The VIII. cranial nerve carries acoustic and vestibular information from the inner ear to the brain stem. It branches into cochlear and vestibular parts and is essential for hearing and balance. Lesions lead to unilateral hearing loss, tinnitus or dizziness. Diagnosis is made by ABR and caloric testing. In the case of tumors such as acoustic neuroma, early surgical removal is indicated.

CMD refers to functional disorders of the temporomandibular joint, which can lead to ear pain, tinnitus and hearing loss through muscle tension. Misalignments change cranial mechanics and transfer tension to the meatus. Treatment includes physiotherapy, splint therapy and myoelectric stimulation. Interdisciplinary cooperation between dentistry, ENT and physiotherapy is essential. Improvement is often seen within a few weeks.

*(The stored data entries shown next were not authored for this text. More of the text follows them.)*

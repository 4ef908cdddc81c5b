//! PostgreSQL role directory

use async_trait::async_trait;
use sqlx::{PgPool, Row};
use tracing::debug;

use crate::domain::role::{Role, RoleId, RoleName, RoleRepository};
use crate::domain::DomainError;

/// PostgreSQL implementation of RoleRepository
#[derive(Debug, Clone)]
pub struct PostgresRoleRepository {
    pool: PgPool,
}

impl PostgresRoleRepository {
    pub fn new(pool: PgPool) -> Self {
        Self { pool }
    }
}

#[async_trait]
impl RoleRepository for PostgresRoleRepository {
    async fn find_by_name(&self, name: &str) -> Result<Option<Role>, DomainError> {
        let row = sqlx::query("SELECT id, name, description FROM roles WHERE name = $1")
            .bind(name)
            .fetch_optional(&self.pool)
            .await
            .map_err(|e| DomainError::storage(format!("Failed to get role: {}", e)))?;

        match row {
            Some(row) => Ok(Some(row_to_role(&row)?)),
            None => Ok(None),
        }
    }

    async fn list(&self) -> Result<Vec<Role>, DomainError> {
        let rows = sqlx::query("SELECT id, name, description FROM roles ORDER BY name")
            .fetch_all(&self.pool)
            .await
            .map_err(|e| DomainError::storage(format!("Failed to list roles: {}", e)))?;

        rows.iter().map(row_to_role).collect()
    }

    async fn seed(&self) -> Result<Vec<Role>, DomainError> {
        for name in RoleName::ALL {
            let result = sqlx::query(
                "INSERT INTO roles (name, description) VALUES ($1, $2) ON CONFLICT (name) DO NOTHING",
            )
            .bind(name.as_str())
            .bind(name.description())
            .execute(&self.pool)
            .await
            .map_err(|e| DomainError::storage(format!("Failed to seed role {}: {}", name, e)))?;

            if result.rows_affected() > 0 {
                debug!(role = %name, "Seeded role");
            }
        }

        self.list().await
    }
}

fn row_to_role(row: &sqlx::postgres::PgRow) -> Result<Role, DomainError> {
    let id: i32 = row.get("id");
    let name: String = row.get("name");
    let description: Option<String> = row.get("description");

    let role_name = RoleName::from_stored(&name)
        .ok_or_else(|| DomainError::storage(format!("Unknown role '{}' in database", name)))?;

    Ok(Role::new(RoleId::new(id), role_name, description.unwrap_or_default()))
}
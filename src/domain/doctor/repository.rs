//! Doctor profile store trait

use async_trait::async_trait;

use super::entity::{DoctorProfile, DoctorProfileChanges};
use crate::domain::user::UserId;
use crate::domain::DomainError;

/// Doctor profile writes, always performed inside a user transaction
#[async_trait]
pub trait DoctorProfileStore: Send {
    /// Create the profile if absent, otherwise update only the supplied fields
    async fn upsert(
        &mut self,
        user_id: &UserId,
        changes: DoctorProfileChanges,
    ) -> Result<DoctorProfile, DomainError>;

    /// Remove the profile; returns `false` when there was nothing to delete
    async fn delete_by_user(&mut self, user_id: &UserId) -> Result<bool, DomainError>;

    async fn get_by_user(&mut self, user_id: &UserId) -> Result<Option<DoctorProfile>, DomainError>;
}
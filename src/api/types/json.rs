//! JSON extractor that reports rejections in the API error format

use axum::{
    extract::{rejection::JsonRejection as AxumJsonRejection, FromRequest, Request},
    http::StatusCode,
    response::{IntoResponse, Response},
    Json as AxumJson,
};
use serde::de::DeserializeOwned;

use super::error::{ApiError, ApiErrorKind};

/// Drop-in replacement for `axum::Json`
#[derive(Debug, Clone, Copy, Default)]
pub struct Json<T>(pub T);

impl<T> Json<T> {
    pub fn into_inner(self) -> T {
        self.0
    }
}

impl<S, T> FromRequest<S> for Json<T>
where
    T: DeserializeOwned,
    S: Send + Sync,
{
    type Rejection = ApiError;

    async fn from_request(req: Request, state: &S) -> Result<Self, Self::Rejection> {
        match AxumJson::<T>::from_request(req, state).await {
            Ok(AxumJson(value)) => Ok(Json(value)),
            Err(rejection) => Err(rejection_error(&rejection)),
        }
    }
}

impl<T> IntoResponse for Json<T>
where
    T: serde::Serialize,
{
    fn into_response(self) -> Response {
        AxumJson(self.0).into_response()
    }
}

fn rejection_error(rejection: &AxumJsonRejection) -> ApiError {
    let message = match rejection {
        AxumJsonRejection::JsonDataError(err) => format!("Invalid JSON data: {}", err.body_text()),
        AxumJsonRejection::JsonSyntaxError(err) => {
            format!("Invalid JSON syntax: {}", err.body_text())
        }
        AxumJsonRejection::MissingJsonContentType(_) => {
            "Missing Content-Type header. Expected 'application/json'.".to_string()
        }
        AxumJsonRejection::BytesRejection(err) => {
            format!("Failed to read request body: {}", err.body_text())
        }
        _ => "Invalid JSON request".to_string(),
    };

    // Rejections are caller mistakes; keep them in the 4xx range
    let status = match rejection.status() {
        status if status.is_client_error() => status,
        _ => StatusCode::BAD_REQUEST,
    };

    ApiError::new(status, ApiErrorKind::ValidationError, message)
}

Cross-hearing occurs when a sound stimulus is perceived by the non-tested ear during an audiometric test. This distorts measurement results and makes it difficult to attribute hearing losses. Masking with white noise in the opposite ear prevents cross-hearing. Correct masking is standard in the differential diagnosis of conductive and sensorineural hearing loss. Modern audiometers support automatic masking.

The cupula is a gelatinous cap in the ampulla of each semicircular canal in which hair cells are embedded. Movements of the endolymph bend the cupula and thus mechanically stimulate the hair cells. This principle enables the detection of rotational accelerations. Dysfunctions of the cupula due to otolith detachment lead to positional vertigo. Therapy is carried out with repositioning maneuvers such as Epley.